Federal Reserve Vice Chair for Supervision Michelle Bowman said the U.S. central bank should seek to achieve the smallest balance sheet possible and overhaul its regime for implementing monetary policy.

“Over the longer run, my preference is to maintain the smallest balance sheet possible with reserve balances at a level closer to scarce than ample,” Bowman said Friday in prepared remarks for a speech at the Forecasters Club of New York.

Bowman argued that returning to a regime where the Fed is actively managing the balance sheet would give it better indications of market stress and functioning issues. 

“Allowing a modest amount of volatility in money markets can enhance our understanding of market clearing points,” Bowman said.
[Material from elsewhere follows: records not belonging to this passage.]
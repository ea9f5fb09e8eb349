use chrono::{DateTime, Utc};
use serde::{Deserialize, Serialize};
use uuid::Uuid;
use validator::Validate;

use crate::rail::RailStatus;
use crate::settlement::models::OperationSnapshot;

// ========== REQUEST MODELS ==========

/// Request to settle funds out to the rail
#[derive(Debug, Deserialize, Validate)]
pub struct SettlementRequest {
    pub user_id: Uuid,
    pub asset: String,

    #[validate(length(min = 1, message = "amount is required"))]
    pub amount: String,

    #[validate(length(min = 1, message = "destination is required"))]
    pub destination: String,

    #[validate(length(min = 1, message = "second factor is required"))]
    pub second_factor: String,

    #[validate(length(min = 4, message = "transaction PIN is required"))]
    pub transaction_pin: String,

    /// Absent and malformed keys are both rejected before any ledger access
    pub idempotency_key: Option<String>,
}

/// Request to swap one asset into another
#[derive(Debug, Deserialize, Validate)]
pub struct SwapRequest {
    pub user_id: Uuid,
    pub from_asset: String,
    pub to_asset: String,

    #[validate(length(min = 1, message = "amount is required"))]
    pub amount: String,

    #[validate(length(min = 1, message = "second factor is required"))]
    pub second_factor: String,

    #[validate(length(min = 4, message = "transaction PIN is required"))]
    pub transaction_pin: String,

    pub idempotency_key: Option<String>,
}

/// Provider callback payload
#[derive(Debug, Deserialize)]
pub struct RailWebhookPayload {
    /// The idempotency token we attached at submission
    pub token: String,
    pub state: String,
    pub reference: Option<String>,
    pub code: Option<String>,
    pub reason: Option<String>,
}

impl RailWebhookPayload {
    pub fn to_status(&self) -> Option<RailStatus> {
        match self.state.as_str() {
            "settled" | "completed" => Some(RailStatus::Settled {
                provider_ref: self
                    .reference
                    .clone()
                    .unwrap_or_else(|| self.token.clone()),
            }),
            "declined" | "failed" => Some(RailStatus::Declined {
                code: self.code.clone().unwrap_or_else(|| "UNSPECIFIED".to_string()),
                reason: self
                    .reason
                    .clone()
                    .unwrap_or_else(|| "Declined by provider".to_string()),
            }),
            "processing" | "pending" => Some(RailStatus::Pending),
            _ => None,
        }
    }
}

// ========== RESPONSE MODELS ==========

#[derive(Debug, Serialize)]
pub struct OperationResponse {
    pub operation_id: Uuid,
    pub kind: String,
    pub state: String,
    pub asset: String,
    pub amount: String,
    pub fee: String,
    pub target_asset: Option<String>,
    pub counter_amount: Option<String>,
    pub external_reference: Option<String>,
    pub failure_reason: Option<String>,
    pub created_at: DateTime<Utc>,
    pub updated_at: DateTime<Utc>,
}

impl From<OperationSnapshot> for OperationResponse {
    fn from(snapshot: OperationSnapshot) -> Self {
        Self {
            operation_id: snapshot.operation_id,
            kind: snapshot.kind.as_str().to_string(),
            state: snapshot.state.as_str().to_string(),
            asset: snapshot.asset.as_str().to_string(),
            amount: snapshot.amount,
            fee: snapshot.fee,
            target_asset: snapshot.target_asset.map(|a| a.as_str().to_string()),
            counter_amount: snapshot.counter_amount,
            external_reference: snapshot.external_reference,
            failure_reason: snapshot.failure_reason,
            created_at: snapshot.created_at,
            updated_at: snapshot.updated_at,
        }
    }
}

#[derive(Debug, Serialize)]
pub struct BalanceResponse {
    pub user_id: Uuid,
    pub asset: String,
    pub available: String,
    pub pending: String,
    pub updated_at: DateTime<Utc>,
}

/// Webhook processing response
#[derive(Debug, Serialize)]
pub struct WebhookResponse {
    pub accepted: bool,
    pub operation_id: Option<Uuid>,
    pub state: Option<String>,
    pub message: String,
}

/// Health check response
#[derive(Debug, Serialize)]
pub struct HealthResponse {
    pub status: String,
    pub timestamp: DateTime<Utc>,
}

#[cfg(test)]
mod tests {
    use super::*;

    fn payload(state: &str) -> RailWebhookPayload {
        RailWebhookPayload {
            token: "tok".to_string(),
            state: state.to_string(),
            reference: Some("prov-1".to_string()),
            code: None,
            reason: None,
        }
    }

    #[test]
    fn test_webhook_state_mapping() {
        assert!(matches!(
            payload("settled").to_status(),
            Some(RailStatus::Settled { .. })
        ));
        assert!(matches!(
            payload("declined").to_status(),
            Some(RailStatus::Declined { .. })
        ));
        assert!(matches!(
            payload("pending").to_status(),
            Some(RailStatus::Pending)
        ));
        assert!(payload("garbage").to_status().is_none());
    }

    #[test]
    fn test_declined_mapping_defaults() {
        let mut p = payload("declined");
        p.code = None;
        p.reason = None;
        match p.to_status() {
            Some(RailStatus::Declined { code, .. }) => assert_eq!(code, "UNSPECIFIED"),
            other => panic!("unexpected: {:?}", other),
        }
    }
}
The Fed moved to a rate-control framework called the ample reserves regime following the financial crisis, when historic stimulus measures and new regulations lifting the amount of capital banks were required to hold flooded markets with dollars. Before that, the Fed conducted large daily operations in markets, buying and selling Treasuries to ensure that its benchmark interest rate traded close to its target.
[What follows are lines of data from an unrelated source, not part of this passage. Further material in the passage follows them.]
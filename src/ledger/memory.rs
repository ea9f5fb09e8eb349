use async_trait::async_trait;
use chrono::{DateTime, Utc};
use rust_decimal::Decimal;
use std::collections::HashMap;
use tokio::sync::RwLock;
use uuid::Uuid;

use crate::error::{AppResult, LedgerError, SettlementError};
use crate::settlement::models::{SettlementOperation, SettlementState};

use super::models::{AccountBalance, AssetCode};
use super::LedgerStore;

#[derive(Default)]
struct Inner {
    balances: HashMap<(Uuid, AssetCode), AccountBalance>,
    operations: HashMap<Uuid, SettlementOperation>,
}

/// In-memory ledger with the same contract as the Postgres store. Every
/// mutation takes the single write lock, so each trait call is one atomic
/// critical section. Used for development mode and tests.
pub struct MemoryLedger {
    inner: RwLock<Inner>,
}

impl MemoryLedger {
    pub fn new() -> Self {
        Self {
            inner: RwLock::new(Inner::default()),
        }
    }
}

impl Default for MemoryLedger {
    fn default() -> Self {
        Self::new()
    }
}

fn ensure_positive(amount: Decimal) -> AppResult<()> {
    if amount <= Decimal::ZERO {
        return Err(LedgerError::NonPositiveAmount(amount.to_string()).into());
    }
    Ok(())
}

fn credit_in(inner: &mut Inner, user_id: Uuid, asset: AssetCode, amount: Decimal) {
    let balance = inner
        .balances
        .entry((user_id, asset))
        .or_insert_with(|| AccountBalance::new(user_id, asset));
    balance.available += amount;
    balance.updated_at = Utc::now();
}

fn reserve_in(
    inner: &mut Inner,
    user_id: Uuid,
    asset: AssetCode,
    amount: Decimal,
) -> AppResult<()> {
    let balance = inner
        .balances
        .get_mut(&(user_id, asset))
        .ok_or(LedgerError::NoBalance { asset })?;

    if !balance.has_available(amount) {
        return Err(LedgerError::InsufficientFunds {
            required: amount.to_string(),
            available: balance.available.to_string(),
        }
        .into());
    }

    balance.available -= amount;
    balance.pending += amount;
    balance.updated_at = Utc::now();
    Ok(())
}

fn settle_in(
    inner: &mut Inner,
    user_id: Uuid,
    asset: AssetCode,
    amount: Decimal,
) -> AppResult<()> {
    let balance = inner
        .balances
        .get_mut(&(user_id, asset))
        .ok_or(LedgerError::NoBalance { asset })?;

    if balance.pending < amount {
        return Err(LedgerError::PendingUnderflow {
            asset,
            amount: amount.to_string(),
        }
        .into());
    }

    balance.pending -= amount;
    balance.updated_at = Utc::now();
    Ok(())
}

fn release_in(
    inner: &mut Inner,
    user_id: Uuid,
    asset: AssetCode,
    amount: Decimal,
) -> AppResult<()> {
    let balance = inner
        .balances
        .get_mut(&(user_id, asset))
        .ok_or(LedgerError::NoBalance { asset })?;

    if balance.pending < amount {
        return Err(LedgerError::PendingUnderflow {
            asset,
            amount: amount.to_string(),
        }
        .into());
    }

    balance.pending -= amount;
    balance.available += amount;
    balance.updated_at = Utc::now();
    Ok(())
}

#[async_trait]
impl LedgerStore for MemoryLedger {
    async fn get_balance(
        &self,
        user_id: Uuid,
        asset: AssetCode,
    ) -> AppResult<Option<AccountBalance>> {
        let inner = self.inner.read().await;
        Ok(inner.balances.get(&(user_id, asset)).cloned())
    }

    async fn credit(
        &self,
        user_id: Uuid,
        asset: AssetCode,
        amount: Decimal,
    ) -> AppResult<AccountBalance> {
        ensure_positive(amount)?;
        let mut inner = self.inner.write().await;
        credit_in(&mut inner, user_id, asset, amount);
        Ok(inner.balances[&(user_id, asset)].clone())
    }

    async fn reserve(
        &self,
        user_id: Uuid,
        asset: AssetCode,
        amount: Decimal,
    ) -> AppResult<()> {
        ensure_positive(amount)?;
        let mut inner = self.inner.write().await;
        reserve_in(&mut inner, user_id, asset, amount)
    }

    async fn settle(
        &self,
        user_id: Uuid,
        asset: AssetCode,
        amount: Decimal,
    ) -> AppResult<()> {
        ensure_positive(amount)?;
        let mut inner = self.inner.write().await;
        settle_in(&mut inner, user_id, asset, amount)
    }

    async fn release(
        &self,
        user_id: Uuid,
        asset: AssetCode,
        amount: Decimal,
    ) -> AppResult<()> {
        ensure_positive(amount)?;
        let mut inner = self.inner.write().await;
        release_in(&mut inner, user_id, asset, amount)
    }

    async fn reserve_and_insert(&self, op: &SettlementOperation) -> AppResult<()> {
        ensure_positive(op.total_debit())?;
        let mut inner = self.inner.write().await;

        // Reservation first; an insufficient balance leaves no trace
        reserve_in(&mut inner, op.user_id, op.asset, op.total_debit())?;

        let mut stored = op.clone();
        stored.state = SettlementState::Reserved;
        stored.updated_at = Utc::now();
        inner.operations.insert(stored.id, stored);
        Ok(())
    }

    async fn get_operation(
        &self,
        operation_id: Uuid,
    ) -> AppResult<Option<SettlementOperation>> {
        let inner = self.inner.read().await;
        Ok(inner.operations.get(&operation_id).cloned())
    }

    async fn get_operation_by_token(
        &self,
        provider_token: &str,
    ) -> AppResult<Option<SettlementOperation>> {
        let inner = self.inner.read().await;
        Ok(inner
            .operations
            .values()
            .find(|op| op.provider_token == provider_token)
            .cloned())
    }

    async fn mark_submitted(&self, operation_id: Uuid) -> AppResult<bool> {
        SettlementState::ensure_transition(
            SettlementState::Reserved,
            SettlementState::Submitted,
        )?;

        let mut inner = self.inner.write().await;
        let op = inner
            .operations
            .get_mut(&operation_id)
            .ok_or_else(|| SettlementError::NotFound(operation_id.to_string()))?;

        if op.state != SettlementState::Reserved {
            return Ok(false);
        }

        let now = Utc::now();
        op.state = SettlementState::Submitted;
        op.submitted_at = Some(now);
        op.updated_at = now;
        Ok(true)
    }

    async fn settle_operation(
        &self,
        op: &SettlementOperation,
        external_reference: &str,
    ) -> AppResult<bool> {
        SettlementState::ensure_transition(
            SettlementState::Submitted,
            SettlementState::Settled,
        )?;

        let mut inner = self.inner.write().await;
        let current = inner
            .operations
            .get(&op.id)
            .ok_or_else(|| SettlementError::NotFound(op.id.to_string()))?;

        if current.state != SettlementState::Submitted {
            return Ok(false);
        }

        settle_in(&mut inner, op.user_id, op.asset, op.total_debit())?;

        let stored = inner.operations.get_mut(&op.id).expect("checked above");
        stored.state = SettlementState::Settled;
        stored.external_reference = Some(external_reference.to_string());
        stored.updated_at = Utc::now();
        Ok(true)
    }

    async fn settle_swap(
        &self,
        op: &SettlementOperation,
        external_reference: &str,
    ) -> AppResult<bool> {
        SettlementState::ensure_transition(
            SettlementState::Submitted,
            SettlementState::Settled,
        )?;

        let (target_asset, counter_amount) = match (op.target_asset, op.counter_amount) {
            (Some(asset), Some(amount)) => (asset, amount),
            _ => {
                return Err(SettlementError::UnsupportedPair {
                    from: op.asset,
                    to: op.asset,
                }
                .into())
            }
        };

        let mut inner = self.inner.write().await;
        let current = inner
            .operations
            .get(&op.id)
            .ok_or_else(|| SettlementError::NotFound(op.id.to_string()))?;

        if current.state != SettlementState::Submitted {
            return Ok(false);
        }

        // Both legs under the one write guard: the debit leg settles and the
        // credit leg lands together or not at all
        settle_in(&mut inner, op.user_id, op.asset, op.total_debit())?;
        credit_in(&mut inner, op.user_id, target_asset, counter_amount);

        let stored = inner.operations.get_mut(&op.id).expect("checked above");
        stored.state = SettlementState::Settled;
        stored.external_reference = Some(external_reference.to_string());
        stored.updated_at = Utc::now();
        Ok(true)
    }

    async fn fail_and_compensate(
        &self,
        op: &SettlementOperation,
        reason: &str,
    ) -> AppResult<bool> {
        SettlementState::ensure_transition(
            SettlementState::Submitted,
            SettlementState::Failed,
        )?;
        SettlementState::ensure_transition(
            SettlementState::Failed,
            SettlementState::Compensated,
        )?;

        let mut inner = self.inner.write().await;
        let current = inner
            .operations
            .get(&op.id)
            .ok_or_else(|| SettlementError::NotFound(op.id.to_string()))?;

        // The Submitted guard is what makes the refund exactly-once: a
        // duplicate decline finds the operation already Compensated
        if current.state != SettlementState::Submitted {
            return Ok(false);
        }

        release_in(&mut inner, op.user_id, op.asset, op.total_debit())?;

        let stored = inner.operations.get_mut(&op.id).expect("checked above");
        stored.state = SettlementState::Compensated;
        stored.failure_reason = Some(reason.to_string());
        stored.updated_at = Utc::now();
        Ok(true)
    }

    async fn list_stuck_submitted(
        &self,
        older_than: DateTime<Utc>,
    ) -> AppResult<Vec<SettlementOperation>> {
        let inner = self.inner.read().await;
        let mut stuck: Vec<SettlementOperation> = inner
            .operations
            .values()
            .filter(|op| {
                op.state == SettlementState::Submitted
                    && op.submitted_at.map(|t| t < older_than).unwrap_or(false)
            })
            .cloned()
            .collect();
        stuck.sort_by_key(|op| op.submitted_at);
        Ok(stuck)
    }
}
Bowman, who has been mentioned as a candidate to replace Jerome Powell when his term as chair expires next year, also said she supported holding only Treasuries on the Fed’s balance sheet, with maturities tilted slightly to shorter-dated securities instead of perfectly mirroring those of the broader market. This would give the Fed more flexibility, she said. 

The Fed should consider actively selling its mortgage-backed securities holdings, Bowman added. 
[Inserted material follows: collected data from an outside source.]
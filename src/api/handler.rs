use axum::{
    extract::{Path, State},
    Json,
};
use chrono::Utc;
use rust_decimal::Decimal;
use std::str::FromStr;
use std::sync::Arc;
use tracing::info;
use uuid::Uuid;

use super::models::*;
use crate::{
    error::{AppError, AppResult, GuardError},
    ledger::models::AssetCode,
    settlement::engine::{SettlementEngine, SwapCommand, WithdrawalCommand},
};

#[derive(Clone)]
pub struct AppState {
    pub engine: Arc<SettlementEngine>,
}

fn parse_amount(raw: &str) -> AppResult<Decimal> {
    Decimal::from_str(raw)
        .map_err(|_| GuardError::Validation(format!("Invalid amount: {}", raw)).into())
}

fn validated<T: validator::Validate>(request: &T) -> AppResult<()> {
    request
        .validate()
        .map_err(|e| AppError::Guard(GuardError::Validation(e.to_string())))
}

/// Settle funds out to the rail
/// POST /api/v1/settlement
pub async fn create_settlement(
    State(state): State<AppState>,
    Json(request): Json<SettlementRequest>,
) -> AppResult<Json<OperationResponse>> {
    validated(&request)?;

    let asset: AssetCode = request.asset.parse()?;
    let amount = parse_amount(&request.amount)?;
    info!(
        "Settlement request: {} {} for user {}",
        amount, asset, request.user_id
    );

    let snapshot = state
        .engine
        .submit_withdrawal(WithdrawalCommand {
            user_id: request.user_id,
            asset,
            amount,
            destination: request.destination,
            second_factor: request.second_factor,
            transaction_pin: request.transaction_pin,
            idempotency_key: request.idempotency_key.unwrap_or_default(),
        })
        .await?;

    Ok(Json(snapshot.into()))
}

/// Swap one asset into another
/// POST /api/v1/swap
pub async fn create_swap(
    State(state): State<AppState>,
    Json(request): Json<SwapRequest>,
) -> AppResult<Json<OperationResponse>> {
    validated(&request)?;

    let from_asset: AssetCode = request.from_asset.parse()?;
    let to_asset: AssetCode = request.to_asset.parse()?;
    let amount = parse_amount(&request.amount)?;
    info!(
        "Swap request: {} {} -> {} for user {}",
        amount, from_asset, to_asset, request.user_id
    );

    let snapshot = state
        .engine
        .submit_swap(SwapCommand {
            user_id: request.user_id,
            from_asset,
            to_asset,
            amount,
            second_factor: request.second_factor,
            transaction_pin: request.transaction_pin,
            idempotency_key: request.idempotency_key.unwrap_or_default(),
        })
        .await?;

    Ok(Json(snapshot.into()))
}

/// Operation state snapshot
/// GET /api/v1/settlement/:operation_id
pub async fn get_settlement(
    State(state): State<AppState>,
    Path(operation_id): Path<Uuid>,
) -> AppResult<Json<OperationResponse>> {
    let snapshot = state.engine.operation(operation_id).await?;
    Ok(Json(snapshot.into()))
}

/// Balance snapshot
/// GET /api/v1/balance/:user_id/:asset
pub async fn get_balance(
    State(state): State<AppState>,
    Path((user_id, asset)): Path<(Uuid, String)>,
) -> AppResult<Json<BalanceResponse>> {
    let asset: AssetCode = asset.parse()?;
    let balance = state.engine.balance(user_id, asset).await?;

    Ok(Json(BalanceResponse {
        user_id: balance.user_id,
        asset: balance.asset.as_str().to_string(),
        available: balance.available.to_string(),
        pending: balance.pending.to_string(),
        updated_at: balance.updated_at,
    }))
}

/// Provider callback for asynchronously completing payouts
/// POST /api/v1/webhook/rail
///
/// Idempotent and duplicate-safe: a late or repeated callback on a terminal
/// operation is acknowledged without touching the ledger.
pub async fn rail_webhook(
    State(state): State<AppState>,
    Json(payload): Json<RailWebhookPayload>,
) -> AppResult<Json<WebhookResponse>> {
    info!("🔔 Rail webhook: token {} state {}", payload.token, payload.state);

    let status = match payload.to_status() {
        Some(status) => status,
        None => {
            return Ok(Json(WebhookResponse {
                accepted: false,
                operation_id: None,
                state: None,
                message: format!("Unrecognized provider state: {}", payload.state),
            }));
        }
    };

    match state.engine.apply_rail_event(&payload.token, status).await {
        Ok(snapshot) => Ok(Json(WebhookResponse {
            accepted: true,
            operation_id: Some(snapshot.operation_id),
            state: Some(snapshot.state.as_str().to_string()),
            message: "Processed".to_string(),
        })),
        // Unknown tokens are acknowledged, not errored: the provider retries
        // delivery on non-2xx and the token will never start matching
        Err(AppError::Settlement(crate::error::SettlementError::NotFound(_))) => {
            Ok(Json(WebhookResponse {
                accepted: false,
                operation_id: None,
                state: None,
                message: "Unknown token".to_string(),
            }))
        }
        Err(e) => Err(e),
    }
}

/// GET /health
pub async fn health_check() -> Json<HealthResponse> {
    Json(HealthResponse {
        status: "ok".to_string(),
        timestamp: Utc::now(),
    })
}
“Simply relying on MBS runoff will not allow returning to a Treasury-only portfolio within a credible time frame,” she said.

The Fed’s balance sheet ballooned to nearly $9 trillion following the pandemic, when the Fed bought large amounts of Treasuries and MBS in a bid to support markets and the economy. It has dropped to $6.6 trillion since then, but the Fed has in recent months slowed the pace at which it’s shrinking the balance sheet, fearful of draining too many reserves from the financial system and causing stress in markets. 

Emergency Lending

Bowman said she also favors restricting the use of the Fed’s emergency lending powers and tools to use strictly during a crisis. 

“Institutionalizing an activity that was created to temporarily respond to emergency conditions essentially normalizes an extreme emergency response to market illiquidity,” Bowman said.

While she supported the decision in 2021 to create the Standing Repo Facility, she said she did so with “significant reservations.” Bowman said she supports making changes to the tool to reinforce that it should only be used as a backstop during times of market dysfunction.

On monetary policy, Bowman reiterated her view that it’s time for the Fed’s rate-setting committee to act “decisively and proactively to address decreasing labor market dynamism and emerging signs of fragility.”

Still, she signaled that, for now, she may not be in favor cutting by more than a quarter-point at any one meeting.

“I do see risks to the labor market, but I would prefer that we take things with a gradual approach, and that we signal that we’re watching carefully, that we’re closely looking at signs of deterioration that would allow us to continue” to be proactive.

Bowman favored a rate cut in July when her colleagues held rates steady and supported the decision last week to lower rates by a quarter percentage point.